THE LIVES AND LOVES OF M.F.K. FISHER

Satisfying, but for dedicated Fisherphiles only.

Exhaustive biography gets behind the myths the acclaimed food writer herself perpetuated about her life, loves, and travels.

Fisher practically invented her own literary genre, argues Reardon (M.F.K. Fisher, Julia Child, and Alice Waters, 1994, etc.), by writing about our hungers, what satisfies them, and how food relates to the larger human experience. More than a dozen books showcased her gifts as a master storyteller, from Serve It Forth (1937), which the Chicago Daily Tribune hailed as “a delicate emulsion” of culinary history and personal anecdotes, to her magnum opus, The Art of Eating, a collection “on the verge of being a novel,” in the opinion of critic Alan Brien.
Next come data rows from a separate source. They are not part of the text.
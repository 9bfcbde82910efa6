/*!
 * Record Plumbing
 * Pool list maintenance, list moves and handle resolution
 */

use super::super::list::Position;
use super::super::state_heap::Heap;
use super::super::traits::CompletionTracker;
use super::super::types::{BlockHandle, BlockState, HeapError, HeapId, HeapResult};
use super::{stale_handle, BlockManager};
use tracing::trace;

impl<T: CompletionTracker> BlockManager<T> {
    /// Create `count` records and thread them onto the pool list
    pub(super) fn extend_pool(&mut self, count: usize) -> HeapResult<()> {
        let range = self.pool.allocate(count)?;
        let created = range.len();
        let list = &mut self.lists[BlockState::Pool.index()];
        for index in range {
            list.attach(&mut self.pool, index, Position::Tail)?;
        }
        trace!(created, total = self.pool.len(), "Extended block record pool");
        Ok(())
    }

    /// Make sure at least `count` spare records wait on the pool list
    pub(super) fn reserve_records(&mut self, count: usize) -> HeapResult<()> {
        let spare = self.lists[BlockState::Pool.index()].len();
        if spare < count {
            self.extend_pool((count - spare).max(self.config.pool_increment))?;
        }
        if self.lists[BlockState::Pool.index()].len() < count {
            return Err(HeapError::AllocationFailure(format!(
                "block record pool cannot supply {count} records ({} max)",
                self.pool.max_records()
            )));
        }
        Ok(())
    }

    /// Detach a spare record from the pool list
    pub(super) fn take_record(&mut self) -> HeapResult<usize> {
        self.reserve_records(1)?;
        self.lists[BlockState::Pool.index()]
            .pop_front(&mut self.pool)
            .ok_or_else(|| HeapError::AllocationFailure("block record pool is empty".into()))
    }

    /// Return a detached, unchained record to the pool list
    pub(super) fn recycle(&mut self, index: usize) -> HeapResult<()> {
        self.pool.retire(index);
        self.lists[BlockState::Pool.index()].attach(&mut self.pool, index, Position::Tail)
    }

    /// Move a listed block onto another state list
    pub(super) fn move_block(
        &mut self,
        index: usize,
        to: BlockState,
        position: Position,
    ) -> HeapResult<()> {
        let from = self.pool.block(index).state;
        self.lists[from.index()].detach(&mut self.pool, index)?;
        self.lists[to.index()].attach(&mut self.pool, index, position)
    }

    pub(super) fn resolve(&self, handle: BlockHandle) -> HeapResult<usize> {
        self.pool.resolve(handle).ok_or_else(|| stale_handle(handle))
    }

    pub(super) fn heap_of(&self, index: usize) -> HeapResult<HeapId> {
        let block = self.pool.block(index);
        block.heap.ok_or_else(|| {
            HeapError::InvalidParameter(format!("block record {} has no heap", block.id))
        })
    }

    pub(super) fn heap_ref(&self, id: HeapId) -> HeapResult<&Heap> {
        self.heap(id).ok_or_else(|| unknown_heap(id))
    }

    pub(super) fn heap_mut(&mut self, id: HeapId) -> HeapResult<&mut Heap> {
        heap_slot(&mut self.heaps, id)
    }

    /// Registered heap ids, most recent first
    pub(super) fn heap_ids(&self) -> Vec<HeapId> {
        self.heaps().map(Heap::id).collect()
    }
}

/// Heap lookup that borrows only the heap table
pub(super) fn heap_slot(heaps: &mut [Option<Heap>], id: HeapId) -> HeapResult<&mut Heap> {
    heaps
        .get_mut(id.slot())
        .and_then(Option::as_mut)
        .ok_or_else(|| unknown_heap(id))
}

pub(super) fn unknown_heap(id: HeapId) -> HeapError {
    HeapError::InvalidParameter(format!("{id} is not registered"))
}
But Fisher’s life was marked by more upheaval than her public persona suggested, and she tended to embellish her past. (The writer enjoyed it, claims daughter Kennedy, when “people thought of her as someone she wasn’t.”) As a teenager in California, she subbed for vacationing reporters at her dad’s newspaper and viewed cooking as a way to get attention from her otherwise self-absorbed family members. (“It made me feel creative and powerful.”) Her first marriage to a Presbyterian minister’s son fell apart, despite her claims to the contrary, thanks to her romance with next-door neighbor Dillwyn Parrish. After Parrish developed Buerger’s disease, lost a leg, and shot himself to death, Fisher embarked on a series of affairs, culminating in the birth of daughter Anna and marriage to New York City socialite Donald Friede, which also ended in divorce. Her chilly relations with her children and subsequent personal problems—she was by turns isolated, needy, and cruel—contrasted with her growing status as an American culinary icon on par with her close friends Julia Child and James Beard. Reardon’s account of Fisher’s life makes for a rewarding but dense read: casual foodies, especially those more interested in her writing accomplishments than her family life, may not find the 544-page slog worth the trouble.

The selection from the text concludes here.